THE RECORDS Start Marker

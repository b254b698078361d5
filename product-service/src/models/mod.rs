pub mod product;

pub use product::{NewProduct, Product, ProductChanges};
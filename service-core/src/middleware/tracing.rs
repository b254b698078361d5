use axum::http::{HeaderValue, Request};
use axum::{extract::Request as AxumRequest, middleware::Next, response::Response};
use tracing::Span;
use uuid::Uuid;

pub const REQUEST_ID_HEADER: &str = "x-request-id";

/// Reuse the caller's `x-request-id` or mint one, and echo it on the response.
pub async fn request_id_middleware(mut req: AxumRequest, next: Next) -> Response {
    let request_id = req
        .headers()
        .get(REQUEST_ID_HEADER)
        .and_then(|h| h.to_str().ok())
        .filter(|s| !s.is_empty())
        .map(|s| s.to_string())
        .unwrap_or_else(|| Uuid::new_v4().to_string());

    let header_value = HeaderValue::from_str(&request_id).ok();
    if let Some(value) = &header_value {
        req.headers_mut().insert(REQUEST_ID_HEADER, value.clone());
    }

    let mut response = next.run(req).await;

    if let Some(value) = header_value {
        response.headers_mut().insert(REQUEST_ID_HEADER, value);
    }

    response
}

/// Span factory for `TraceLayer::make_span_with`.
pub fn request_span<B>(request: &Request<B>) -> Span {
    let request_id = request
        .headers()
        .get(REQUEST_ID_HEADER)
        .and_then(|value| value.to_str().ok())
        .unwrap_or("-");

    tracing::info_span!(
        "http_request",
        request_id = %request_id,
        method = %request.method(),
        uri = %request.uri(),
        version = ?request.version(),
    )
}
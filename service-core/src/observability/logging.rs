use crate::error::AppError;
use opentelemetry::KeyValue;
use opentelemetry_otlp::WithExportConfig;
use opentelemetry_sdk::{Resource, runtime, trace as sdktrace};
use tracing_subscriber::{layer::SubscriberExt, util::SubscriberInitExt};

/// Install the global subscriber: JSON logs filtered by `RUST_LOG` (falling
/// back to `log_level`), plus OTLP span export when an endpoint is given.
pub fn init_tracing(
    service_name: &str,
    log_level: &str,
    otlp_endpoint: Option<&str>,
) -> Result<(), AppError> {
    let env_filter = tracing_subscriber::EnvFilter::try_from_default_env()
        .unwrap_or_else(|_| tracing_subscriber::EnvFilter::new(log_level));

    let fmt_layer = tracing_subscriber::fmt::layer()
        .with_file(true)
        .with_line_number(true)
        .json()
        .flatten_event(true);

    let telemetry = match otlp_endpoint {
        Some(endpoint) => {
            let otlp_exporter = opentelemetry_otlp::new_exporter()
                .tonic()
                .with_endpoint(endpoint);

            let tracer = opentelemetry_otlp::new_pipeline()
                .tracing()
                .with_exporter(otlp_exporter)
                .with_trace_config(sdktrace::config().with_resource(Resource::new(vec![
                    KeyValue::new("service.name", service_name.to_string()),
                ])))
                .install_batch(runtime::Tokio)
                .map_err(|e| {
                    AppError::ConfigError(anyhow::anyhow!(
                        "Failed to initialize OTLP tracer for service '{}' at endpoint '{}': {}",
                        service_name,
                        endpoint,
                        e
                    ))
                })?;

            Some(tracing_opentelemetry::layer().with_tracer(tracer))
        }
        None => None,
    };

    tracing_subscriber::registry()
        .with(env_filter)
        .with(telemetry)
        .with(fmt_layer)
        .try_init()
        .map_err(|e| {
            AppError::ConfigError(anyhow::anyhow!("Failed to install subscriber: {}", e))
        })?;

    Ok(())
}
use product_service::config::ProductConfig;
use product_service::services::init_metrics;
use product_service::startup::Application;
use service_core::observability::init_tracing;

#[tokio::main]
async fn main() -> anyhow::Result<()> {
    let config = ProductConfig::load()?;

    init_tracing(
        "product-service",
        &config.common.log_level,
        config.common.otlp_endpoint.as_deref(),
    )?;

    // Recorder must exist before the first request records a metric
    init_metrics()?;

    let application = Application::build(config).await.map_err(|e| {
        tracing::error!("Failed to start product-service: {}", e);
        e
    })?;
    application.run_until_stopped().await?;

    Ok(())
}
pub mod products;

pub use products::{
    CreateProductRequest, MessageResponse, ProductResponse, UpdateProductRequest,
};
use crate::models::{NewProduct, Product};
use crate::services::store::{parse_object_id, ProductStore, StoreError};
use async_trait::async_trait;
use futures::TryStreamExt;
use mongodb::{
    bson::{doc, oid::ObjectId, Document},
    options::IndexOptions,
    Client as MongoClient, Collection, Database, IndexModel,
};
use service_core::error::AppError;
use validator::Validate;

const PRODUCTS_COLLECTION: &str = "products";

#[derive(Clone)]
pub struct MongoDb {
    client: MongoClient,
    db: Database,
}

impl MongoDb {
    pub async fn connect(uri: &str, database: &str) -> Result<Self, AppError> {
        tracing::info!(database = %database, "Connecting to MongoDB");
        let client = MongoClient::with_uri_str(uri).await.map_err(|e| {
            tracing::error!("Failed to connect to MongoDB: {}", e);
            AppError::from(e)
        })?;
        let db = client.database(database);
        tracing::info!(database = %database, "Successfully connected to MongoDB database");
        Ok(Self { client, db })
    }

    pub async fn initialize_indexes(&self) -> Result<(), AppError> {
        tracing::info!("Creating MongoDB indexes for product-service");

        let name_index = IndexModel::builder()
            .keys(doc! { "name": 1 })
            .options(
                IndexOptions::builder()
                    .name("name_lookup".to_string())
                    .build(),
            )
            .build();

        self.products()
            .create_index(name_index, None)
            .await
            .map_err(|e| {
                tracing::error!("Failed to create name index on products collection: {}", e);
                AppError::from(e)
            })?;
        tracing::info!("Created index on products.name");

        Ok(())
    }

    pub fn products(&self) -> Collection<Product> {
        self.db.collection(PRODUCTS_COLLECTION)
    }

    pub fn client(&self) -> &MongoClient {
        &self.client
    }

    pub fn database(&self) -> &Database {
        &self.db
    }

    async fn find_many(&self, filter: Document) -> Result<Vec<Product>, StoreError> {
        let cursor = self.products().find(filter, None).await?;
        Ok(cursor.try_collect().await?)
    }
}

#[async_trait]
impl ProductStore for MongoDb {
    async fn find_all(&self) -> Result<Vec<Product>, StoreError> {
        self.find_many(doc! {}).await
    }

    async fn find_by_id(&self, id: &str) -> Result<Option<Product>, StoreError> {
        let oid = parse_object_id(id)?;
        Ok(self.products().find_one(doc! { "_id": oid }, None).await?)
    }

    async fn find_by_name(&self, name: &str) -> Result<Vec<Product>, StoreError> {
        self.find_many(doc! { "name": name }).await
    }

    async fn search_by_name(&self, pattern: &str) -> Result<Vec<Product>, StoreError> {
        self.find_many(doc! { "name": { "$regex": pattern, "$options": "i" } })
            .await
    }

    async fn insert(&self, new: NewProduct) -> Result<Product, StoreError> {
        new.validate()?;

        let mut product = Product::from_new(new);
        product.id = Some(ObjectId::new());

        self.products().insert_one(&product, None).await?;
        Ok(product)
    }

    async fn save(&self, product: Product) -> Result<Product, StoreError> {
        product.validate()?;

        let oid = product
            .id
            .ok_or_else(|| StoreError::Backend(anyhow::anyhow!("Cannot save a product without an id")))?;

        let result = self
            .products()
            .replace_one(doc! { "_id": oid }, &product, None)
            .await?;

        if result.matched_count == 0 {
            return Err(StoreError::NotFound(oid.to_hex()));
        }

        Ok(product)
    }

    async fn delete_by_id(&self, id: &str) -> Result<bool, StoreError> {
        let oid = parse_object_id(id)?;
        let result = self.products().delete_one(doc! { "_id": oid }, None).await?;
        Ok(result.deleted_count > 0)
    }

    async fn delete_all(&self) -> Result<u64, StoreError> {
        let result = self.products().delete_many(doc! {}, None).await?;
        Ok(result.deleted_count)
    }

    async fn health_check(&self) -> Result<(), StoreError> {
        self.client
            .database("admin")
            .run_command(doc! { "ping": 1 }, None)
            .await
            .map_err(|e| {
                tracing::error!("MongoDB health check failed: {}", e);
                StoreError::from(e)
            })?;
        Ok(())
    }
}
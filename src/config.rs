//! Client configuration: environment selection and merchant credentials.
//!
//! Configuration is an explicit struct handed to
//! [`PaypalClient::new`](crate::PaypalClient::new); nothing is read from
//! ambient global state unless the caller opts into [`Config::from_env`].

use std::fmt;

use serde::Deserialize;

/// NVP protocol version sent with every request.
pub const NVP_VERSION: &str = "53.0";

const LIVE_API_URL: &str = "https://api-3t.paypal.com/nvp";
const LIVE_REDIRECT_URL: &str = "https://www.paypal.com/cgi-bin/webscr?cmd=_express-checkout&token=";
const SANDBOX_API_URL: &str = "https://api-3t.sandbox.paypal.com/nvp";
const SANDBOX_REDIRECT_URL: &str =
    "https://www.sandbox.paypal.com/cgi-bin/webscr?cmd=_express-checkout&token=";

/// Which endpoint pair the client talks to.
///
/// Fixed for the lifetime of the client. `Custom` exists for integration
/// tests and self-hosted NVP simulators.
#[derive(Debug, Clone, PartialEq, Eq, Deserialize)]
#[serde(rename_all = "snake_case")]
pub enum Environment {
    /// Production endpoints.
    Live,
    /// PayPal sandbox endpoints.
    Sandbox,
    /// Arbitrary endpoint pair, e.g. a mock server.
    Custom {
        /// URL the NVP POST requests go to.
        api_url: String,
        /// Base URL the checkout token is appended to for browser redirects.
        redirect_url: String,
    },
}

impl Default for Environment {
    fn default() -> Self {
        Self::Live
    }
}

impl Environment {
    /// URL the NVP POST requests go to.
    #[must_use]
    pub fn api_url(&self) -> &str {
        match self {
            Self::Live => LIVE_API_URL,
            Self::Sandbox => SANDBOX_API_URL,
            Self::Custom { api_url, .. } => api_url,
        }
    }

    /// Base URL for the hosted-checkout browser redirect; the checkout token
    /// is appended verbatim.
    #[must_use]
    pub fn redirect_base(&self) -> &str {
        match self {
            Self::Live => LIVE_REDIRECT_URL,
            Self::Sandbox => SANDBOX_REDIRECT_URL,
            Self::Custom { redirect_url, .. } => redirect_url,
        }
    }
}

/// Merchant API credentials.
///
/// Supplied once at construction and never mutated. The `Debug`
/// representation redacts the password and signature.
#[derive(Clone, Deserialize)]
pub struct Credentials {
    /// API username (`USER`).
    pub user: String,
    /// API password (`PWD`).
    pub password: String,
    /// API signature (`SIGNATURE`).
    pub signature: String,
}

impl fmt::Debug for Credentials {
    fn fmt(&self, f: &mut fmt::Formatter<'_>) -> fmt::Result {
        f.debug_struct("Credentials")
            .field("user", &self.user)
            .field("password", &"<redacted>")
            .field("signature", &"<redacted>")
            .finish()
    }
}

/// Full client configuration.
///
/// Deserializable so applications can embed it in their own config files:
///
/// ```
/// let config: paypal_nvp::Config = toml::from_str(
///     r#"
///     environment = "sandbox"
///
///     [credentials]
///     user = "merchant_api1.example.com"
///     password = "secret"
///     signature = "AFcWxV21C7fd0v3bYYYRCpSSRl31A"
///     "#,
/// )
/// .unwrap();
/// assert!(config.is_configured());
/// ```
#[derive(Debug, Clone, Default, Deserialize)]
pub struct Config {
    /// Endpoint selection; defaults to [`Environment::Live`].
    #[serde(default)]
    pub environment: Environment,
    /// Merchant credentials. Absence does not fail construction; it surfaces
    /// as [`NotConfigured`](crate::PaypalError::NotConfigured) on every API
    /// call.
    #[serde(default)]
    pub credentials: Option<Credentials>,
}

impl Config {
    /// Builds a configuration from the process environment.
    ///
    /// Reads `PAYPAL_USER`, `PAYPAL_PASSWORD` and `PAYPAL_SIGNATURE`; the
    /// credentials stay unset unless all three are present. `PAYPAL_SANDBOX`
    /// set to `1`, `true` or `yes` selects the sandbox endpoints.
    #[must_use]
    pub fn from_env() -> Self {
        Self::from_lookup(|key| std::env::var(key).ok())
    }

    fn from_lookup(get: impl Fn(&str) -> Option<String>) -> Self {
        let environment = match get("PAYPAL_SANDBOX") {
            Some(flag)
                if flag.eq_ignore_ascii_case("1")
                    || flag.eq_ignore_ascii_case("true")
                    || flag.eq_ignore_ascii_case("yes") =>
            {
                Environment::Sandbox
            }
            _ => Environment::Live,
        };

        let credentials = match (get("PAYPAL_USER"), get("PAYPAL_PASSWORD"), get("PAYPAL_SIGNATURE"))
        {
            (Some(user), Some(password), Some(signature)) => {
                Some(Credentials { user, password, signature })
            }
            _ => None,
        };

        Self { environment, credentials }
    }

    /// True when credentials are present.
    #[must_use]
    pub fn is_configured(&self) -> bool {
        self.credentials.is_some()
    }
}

THE RECORDS End Marker

YOUR TASK: Throughout the data, tally the lines that hold the string "models" and report the tally alone.

RESPONSE TO THE TASK: 2